Pooling means to reduce the size of the data with some statistical function. This layer is used to reduce the size of the parameters in the following layers. Theoretically, pooling layer help our network in dealing with little variability. For example, a network trained to detect eyes, should be robust enough to detect them, even if the camera is moved slightly to the left or right. In Tensorflow, we have

Max Pooling

Max Pooling Operation

tf.nn.max_pool(x, ksize=[1, 2, 2, 1], strides=[1, 2, 2, 1], padding='SAME')

Max Pooling outputs the maximum of the input in each region of a predefined size. The ksize argument controls the size of the pooling(in this case we have 2x2) and the strides argument controls the sliding(in this case we have 2x2, meaning the output will be half the height and width of input)

Dropout

Dropout is a regularization technique, used to prevent overfitting. Dropout randomly turns some neurons off, forcing the network to work without the help of those neurons. When the classifier is used at test time, we should apply no dropout.

Dropout

Dropout Operation

tf.nn.dropout(layer, keep_prob = keep_prob)

Activation Layer

Following a convolutional or fully connected layer, we apply an activation function, in order for our network to learn non-linear information as well!

Activation Functions

Activation Functions

Model

In order to make clean and efficient code, we need to create some helper functions first!

def weight_variable(shape):		#Initialize the tensorflow weight variable
	initial = tf.truncated_normal(shape, stddev=0.1)
	return tf.Variable(initial)

def bias_variable(shape):		#Initialize the tensorflow bias variable
	initial = tf.constant(0.1, shape=shape)
	return tf.Variable(initial)

def conv2d(x, W):			#The Convolution Operation
	return tf.nn.conv2d(x, W, strides=[1, 1, 1, 1], padding="SAME")

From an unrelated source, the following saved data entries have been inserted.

#[cfg(test)]
mod tests {
    use super::*;
    use crate::codec::{EncoderMetadata, ImageInfo, LibWebPCodec, WriteCallback};
    use crate::document::MeasurementUnit;
    use crate::exif::{ColorSpace, ExifWriter, MetadataMap, Rational, ResolutionTags, Section, TagPath};
    use crate::riff;
    use image::Rgba;
    use std::ops::ControlFlow;
    use std::sync::Mutex;
    use std::sync::atomic::{AtomicUsize, Ordering};

    const MAKE: TagPath = TagPath::new(Section::Image, 0x010F);
    const EXPOSURE_TIME: TagPath = TagPath::new(Section::Photo, 0x829A);
    const GPS_LATITUDE_REF: TagPath = TagPath::new(Section::Gps, 0x0001);

    /// Records what the pipeline asks of the codec.
    struct MockCodec {
        info: ImageInfo,
        decodes: AtomicUsize,
        encodes: AtomicUsize,
        last_options: Mutex<Option<EncoderOptions>>,
    }

    impl MockCodec {
        fn new(width: u32, height: u32, has_animation: bool) -> Self {
            Self {
                info: ImageInfo { width, height, has_animation },
                decodes: AtomicUsize::new(0),
                encodes: AtomicUsize::new(0),
                last_options: Mutex::new(None),
            }
        }
    }

    impl WebPCodec for MockCodec {
        fn image_info(&self, _data: &[u8]) -> Result<ImageInfo> {
            Ok(self.info)
        }

        fn decode_pixels(&self, _data: &[u8], output: &mut Surface) -> Result<()> {
            self.decodes.fetch_add(1, Ordering::SeqCst);
            for pixel in output.pixels_mut() {
                *pixel = Rgba([10, 20, 30, 255]);
            }
            Ok(())
        }

        fn encode(
            &self,
            _surface: &Surface,
            options: &EncoderOptions,
            _metadata: Option<&EncoderMetadata>,
            write: WriteCallback<'_>,
            _progress: Option<ProgressCallback<'_>>,
        ) -> Result<()> {
            self.encodes.fetch_add(1, Ordering::SeqCst);
            *self.last_options.lock().unwrap() = Some(*options);
            write(b"encoded")
        }
    }

    fn gradient(width: u32, height: u32) -> Surface {
        Surface::from_fn(width, height, |x, y| Rgba([(x * 40) as u8, (y * 40) as u8, 99, 255]))
    }

    /// Lossless WebP with caller-chosen metadata chunks.
    fn webp_with(surface: &Surface, metadata: &EncoderMetadata) -> Vec<u8> {
        let options = EncoderOptions { quality: 100, lossless: true, ..EncoderOptions::default() };
        let mut out = Vec::new();
        LibWebPCodec
            .encode(surface, &options, Some(metadata), &mut |bytes: &[u8]| {
                out.extend_from_slice(bytes);
                Ok(())
            }, None)
            .unwrap();
        out
    }

    fn lossless() -> EncoderOptions {
        EncoderOptions { lossless: true, ..EncoderOptions::default() }
    }

    // ── format dispatch ──────────────────────────────────────────────

    #[test]
    fn unknown_signature_is_rejected() {
        let codec = MockCodec::new(1, 1, false);
        assert!(matches!(
            load_with(b"not an image at all", &codec, &ImageCrateLoader),
            Err(WebPError::InvalidImageFormat)
        ));
        assert!(matches!(load(&[]), Err(WebPError::InvalidImageFormat)));
    }

    #[test]
    fn animated_webp_is_rejected_before_decode() {
        let codec = MockCodec::new(4, 4, true);
        let data = riff::tests::simple_vp8l(&[0x2F, 0, 0]);
        assert!(matches!(
            load_with(&data, &codec, &ImageCrateLoader),
            Err(WebPError::AnimatedNotSupported)
        ));
        assert_eq!(codec.decodes.load(Ordering::SeqCst), 0);
    }

    #[test]
    fn webp_branch_uses_codec() {
        let codec = MockCodec::new(3, 2, false);
        let data = riff::tests::simple_vp8l(&[0x2F, 0, 0]);
        let doc = load_with(&data, &codec, &ImageCrateLoader).unwrap();
        assert_eq!((doc.width(), doc.height()), (3, 2));
        assert_eq!(doc.surface().get_pixel(2, 1), &Rgba([10, 20, 30, 255]));
        assert_eq!(codec.decodes.load(Ordering::SeqCst), 1);
        assert!(doc.properties.is_empty());
    }

    #[test]
    fn jpeg_named_webp_loads_like_jpeg() {
        let rgb = image::RgbImage::from_fn(16, 8, |x, y| image::Rgb([(x * 16) as u8, (y * 32) as u8, 128]));
        let mut jpeg = Vec::new();
        image::codecs::jpeg::JpegEncoder::new_with_quality(&mut jpeg, 90)
            .encode_image(&rgb)
            .unwrap();

        let mut exif = MetadataMap::new();
        exif.insert(MAKE, TagValue::ascii("Olympus"));
        let blob = ExifWriter::new(exif, ColorSpace::Srgb, (16, 8))
            .with_resolution(ResolutionTags { x: Rational::new(240, 1), y: Rational::new(240, 1), unit: 2 })
            .create_exif_blob();
        let mut parts = img_parts::jpeg::Jpeg::from_bytes(Bytes::from(jpeg)).unwrap();
        parts.set_exif(Some(Bytes::from(blob)));
        let mut data = Vec::new();
        parts.encoder().write_to(&mut data).unwrap();

        let doc = load(&data).unwrap();

        let direct = image::load_from_memory_with_format(&data, image::ImageFormat::Jpeg)
            .unwrap()
            .into_rgba8();
        assert_eq!(doc.surface(), &direct);
        assert_eq!(doc.resolution, Resolution { unit: MeasurementUnit::Inch, x: 240.0, y: 240.0 });
        assert_eq!(doc.properties.get(MAKE).and_then(TagValue::as_ascii), Some("Olympus"));
        assert!(!doc.properties.contains(tags::ORIENTATION));
        assert!(!doc.properties.contains(tags::COLOR_SPACE));
    }

    #[test]
    fn png_named_webp_loads_like_png() {
        let surface = gradient(5, 5);
        let mut png = Vec::new();
        surface
            .write_to(&mut std::io::Cursor::new(&mut png), image::ImageFormat::Png)
            .unwrap();

        let doc = load(&png).unwrap();
        assert_eq!(doc.surface(), &surface);
        assert_eq!(doc.resolution, Resolution::default());
    }

    #[test]
    fn truncated_foreign_file_is_an_error() {
        let data = [0xFF, 0xD8, 0xFF, 0xE0, 0x00];
        assert!(load(&data).is_err());
    }

    // ── WebP load ────────────────────────────────────────────────────

    #[test]
    fn orientation_is_applied_and_consumed() {
        // IFD0 holding only Orientation = 6
        let exif = vec![
            b'I', b'I', 0x2A, 0x00, 0x08, 0x00, 0x00, 0x00, // header
            0x01, 0x00, // one entry
            0x12, 0x01, 0x03, 0x00, 0x01, 0x00, 0x00, 0x00, 0x06, 0x00, 0x00, 0x00,
            0x00, 0x00, 0x00, 0x00, // no next IFD
        ];
        let data = webp_with(&gradient(3, 2), &EncoderMetadata { exif: Some(exif), ..Default::default() });

        let doc = load(&data).unwrap();
        assert_eq!((doc.width(), doc.height()), (2, 3));
        assert!(!doc.properties.contains(tags::ORIENTATION));
    }

    #[test]
    fn zero_resolution_keeps_default_dpi() {
        let mut exif = MetadataMap::new();
        exif.insert(MAKE, TagValue::ascii("Pentax"));
        let blob = ExifWriter::new(exif, ColorSpace::Srgb, (2, 2))
            .with_resolution(ResolutionTags { x: Rational::new(0, 1), y: Rational::new(72, 1), unit: 2 })
            .create_exif_blob();
        let data = webp_with(&gradient(2, 2), &EncoderMetadata { exif: Some(blob), ..Default::default() });

        let doc = load(&data).unwrap();
        assert_eq!(doc.resolution, Resolution::default());
        assert!(!doc.properties.contains(tags::X_RESOLUTION));
        assert_eq!(doc.properties.get(MAKE).and_then(TagValue::as_ascii), Some("Pentax"));
    }

    #[test]
    fn malformed_xmp_is_dropped() {
        let data = webp_with(&gradient(2, 2), &EncoderMetadata {
            xmp: Some(b"<x:xmpmeta><broken".to_vec()),
            ..Default::default()
        });
        let doc = load(&data).unwrap();
        assert_eq!(doc.xmp, None);
    }

    #[test]
    fn icc_chunk_becomes_property() {
        let data = webp_with(&gradient(2, 2), &EncoderMetadata {
            icc_profile: Some(b"fake icc profile".to_vec()),
            ..Default::default()
        });
        let doc = load(&data).unwrap();
        assert_eq!(
            doc.properties.get(tags::ICC_PROFILE).map(TagValue::data),
            Some(&b"fake icc profile"[..])
        );
    }

    // ── save ─────────────────────────────────────────────────────────

    #[test]
    fn oversized_document_is_rejected_before_encode() {
        let codec = MockCodec::new(0, 0, false);
        let mut out = Vec::new();
        for (width, height) in [(MAX_DIMENSION + 1, 1), (1, MAX_DIMENSION + 1)] {
            let doc = Document::new(Surface::new(width, height));
            let err = save_with(&codec, &doc, &mut out, &EncoderOptions::default(), None).unwrap_err();
            assert!(matches!(err, WebPError::ImageTooLarge { max: MAX_DIMENSION, .. }));
        }
        assert_eq!(codec.encodes.load(Ordering::SeqCst), 0);
        assert!(out.is_empty());
    }

    #[test]
    fn maximum_dimension_is_accepted() {
        let codec = MockCodec::new(0, 0, false);
        let doc = Document::new(Surface::new(MAX_DIMENSION, 1));
        let mut out = Vec::new();
        save_with(&codec, &doc, &mut out, &EncoderOptions::default(), None).unwrap();
        assert_eq!(out, b"encoded");
    }

    #[test]
    fn lossless_forces_full_quality() {
        let codec = MockCodec::new(0, 0, false);
        let doc = Document::new(gradient(2, 2));
        let options = EncoderOptions { quality: 10, lossless: true, ..EncoderOptions::default() };
        save_with(&codec, &doc, &mut Vec::new(), &options, None).unwrap();
        assert_eq!(codec.last_options.lock().unwrap().map(|o| o.quality), Some(100));

        let lossy = EncoderOptions { quality: 10, ..EncoderOptions::default() };
        save_with(&codec, &doc, &mut Vec::new(), &lossy, None).unwrap();
        assert_eq!(codec.last_options.lock().unwrap().map(|o| o.quality), Some(10));
    }

    #[test]
    fn cancelling_reports_user_cancelled_and_leaves_sink_alone() {
        let doc = Document::new(gradient(8, 8));
        let mut out = b"untouched".to_vec();
        let err = save(&doc, &mut out, &EncoderOptions::default(), Some(&mut |_| ControlFlow::Break(())))
            .unwrap_err();
        assert!(err.is_cancelled());
        assert_eq!(out, b"untouched");
    }

    #[test]
    fn document_without_metadata_saves_plain_webp() {
        let doc = Document::new(gradient(4, 4));
        let mut out = Vec::new();
        save(&doc, &mut out, &lossless(), None).unwrap();

        let container = riff::WebPContainer::parse(&out).unwrap();
        assert!(container.find(riff::VP8X).is_none());
        assert_eq!(load(&out).unwrap().surface(), doc.surface());
    }

    // ── round trip ───────────────────────────────────────────────────

    #[test]
    fn save_then_load_round_trips_metadata() {
        let mut doc = Document::new(gradient(6, 4));
        doc.resolution = Resolution { unit: MeasurementUnit::Inch, x: 300.0, y: 300.0 };
        doc.set_property(MAKE, TagValue::ascii("Hasselblad"));
        doc.set_property(EXPOSURE_TIME, TagValue::rational(Rational::new(1, 125)));
        doc.set_property(GPS_LATITUDE_REF, TagValue::ascii("S"));
        doc.set_property(tags::ORIENTATION, TagValue::short(1));
        doc.set_property(tags::INTEROPERABILITY_INDEX, TagValue::ascii("R98"));
        doc.set_property(tags::ICC_PROFILE, TagValue::undefined(b"embedded profile".to_vec()));
        doc.xmp = XmpPacket::try_parse(b"<x:xmpmeta xmlns:x=\"adobe:ns:meta/\"/>");

        let mut out = Vec::new();
        save(&doc, &mut out, &lossless(), None).unwrap();
        let loaded = load(&out).unwrap();

        let mut expected = doc.properties.clone();
        expected.remove(tags::ORIENTATION);
        expected.remove(tags::INTEROPERABILITY_INDEX);
        expected.insert(tags::EXIF_VERSION, TagValue::undefined(b"0230".to_vec()));
        expected.insert(tags::PIXEL_X_DIMENSION, TagValue::long(6));
        expected.insert(tags::PIXEL_Y_DIMENSION, TagValue::long(4));
        expected.insert(tags::GPS_VERSION_ID, TagValue::bytes(vec![2, 3, 0, 0]));
        assert_eq!(loaded.properties, expected);
        assert_eq!(loaded.resolution, doc.resolution);
        assert_eq!(loaded.xmp, doc.xmp);
        assert_eq!(loaded.surface(), doc.surface());

        // ICC present, so the block declared an uncalibrated color space.
        let exif = riff::WebPContainer::parse(&out).unwrap().find(riff::EXIF).unwrap().to_vec();
        let decoded = DecodedMetadata::from_blobs(None, Some(exif), None);
        assert_eq!(decoded.color_space(), Some(0xFFFF));
    }

    #[test]
    fn unchanged_exif_block_survives_load_and_save() {
        let mut exif = MetadataMap::new();
        exif.insert(MAKE, TagValue::ascii("Sigma"));
        exif.insert(EXPOSURE_TIME, TagValue::rational(Rational::new(1, 60)));
        exif.insert(GPS_LATITUDE_REF, TagValue::ascii("N"));
        exif.insert(tags::INTEROPERABILITY_INDEX, TagValue::ascii("R98"));
        let source = ExifWriter::new(exif, ColorSpace::Srgb, (5, 3))
            .with_resolution(ResolutionTags { x: Rational::new(300, 1), y: Rational::new(300, 1), unit: 2 })
            .create_exif_blob();
        let data = webp_with(&gradient(5, 3), &EncoderMetadata { exif: Some(source.clone()), ..Default::default() });

        let resave = |data: &[u8]| {
            let mut out = Vec::new();
            save(&load(data).unwrap(), &mut out, &lossless(), None).unwrap();
            out
        };
        let exif_of = |data: &[u8]| riff::WebPContainer::parse(data).unwrap().find(riff::EXIF).map(<[u8]>::to_vec);

        let first = resave(&data);
        let second = resave(&first);
        assert_eq!(exif_of(&first), Some(source));
        assert_eq!(exif_of(&second), exif_of(&first));
    }

    #[test]
    fn raw_blobs_are_embedded_verbatim() {
        let mut doc = Document::new(gradient(2, 2));
        doc.raw.xmp = Some(b"<x:xmpmeta xmlns:x=\"adobe:ns:meta/\"/>".to_vec());
        doc.raw.icc_profile = Some(b"raw profile".to_vec());

        let mut out = Vec::new();
        save(&doc, &mut out, &lossless(), None).unwrap();
        let container = riff::WebPContainer::parse(&out).unwrap();
        assert_eq!(container.find(riff::ICCP), Some(&b"raw profile"[..]));
        assert_eq!(container.find(riff::XMP), doc.raw.xmp.as_deref());
        assert_eq!(container.find(riff::EXIF), None);
    }

    #[test]
    fn file_sink_receives_whole_image() {
        let dir = tempfile::TempDir::new().unwrap();
        let path = dir.path().join("out.webp");
        let doc = Document::new(gradient(5, 3));

        let mut file = std::fs::File::create(&path).unwrap();
        save(&doc, &mut file, &lossless(), None).unwrap();
        drop(file);

        let data = std::fs::read(&path).unwrap();
        assert_eq!(load(&data).unwrap().surface(), doc.surface());
    }
}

def max_pool_2x2(x):			#Max Pooling Operation
	return tf.nn.max_pool(x, ksize=[1, 2, 2, 1], strides=[1, 2, 2, 1], padding="SAME")

def conv_layer(input, shape):		#Convolution Layer
	W = weight_variable(shape)
	b = bias_variable([shape[3]])
	return tf.nn.relu(conv2d(input, W) + b)

def full_layer(input, size):		#Dense Layer
	in_size = int(input.get_shape()[1])
	W = weight_variable([in_size, size])
	b = bias_variable([size])
	return tf.matmul(input, W) + b

Using these layers we may get the model as:

x = tf.placeholder(tf.float32, shape=[None, 784])
y_ = tf.placeholder(tf.float32, shape=[None, 10])

x_image = tf.reshape(x, [-1, 28, 28, 1])
conv1 = conv_layer(x_image, shape=[5, 5, 1, 32])
conv1_pool = max_pool_2x2(conv1)

conv2 = conv_layer(conv1_pool, shape=[5, 5, 32, 64])
conv2_pool = max_pool_2x2(conv2)

conv2_flat = tf.reshape(conv2_pool, [-1, 7 * 7 * 64])
full_1 = tf.nn.relu(full_layer(conv2_flat, 1024))

keep_prob = tf.placeholder(tf.float32)
full1_drop = tf.nn.dropout(full_1, keep_prob = keep_prob)

y_conv = full_layer(full1_drop, 10)

The Model

Running the Model

mnist = input_data.read_data_sets(DATA_DIR, one_hot=True)	#Using MNIST data, this feature is not available in Tensorflow2.0

cross_entropy = tf.reduce_mean(tf.nn.softmax_cross_entropy_with_logits(logits=y_conv, labels=y_))

train_step = tf.train.AdamOptimizer(1e-4).minimize(cross_entropy)

correct_prediction = tf.equal(tf.argmax(y_conv, 1), tf.argmax(y_, 1))
accuracy = tf.reduce_mean(tf.cast(correct_prediction, tf.float32))

with tf.Session() as sess:
	sess.run(tf.global_variables_initializer())

	for i in range(STEPS):
		batch = mnist.train.next_batch(50)		#Not in Tensorflow 2.0
		
		if i % 100 == 0:
			train_accuracy = sess.run(accuracy, feed_dict={x: batch[0], y_: batch[1], keep_prob: 1.0})
			print("step {}, training accuracy {}".format(i, train_accuracy))

		sess.run(train_step, feed_dict={x: batch[0], y_: batch[1], keep_prob: 0.5})

	X = mnist.test.images.reshape(10, 1000, 784)
	Y = mnist.test.labels.reshape(10, 1000, 10)
	test_accuracy = np.mean([sess.run(accuracy, feed_dict={x:X[i], y_:Y[i], keep_prob:1.0}) for i in range(10)])

print("Test Accuracy: {}".format(test_accuracy))

This trains a model with a relatively good performance, almost 99%. Hope it provides a good starting point, to people starting out with CNNs.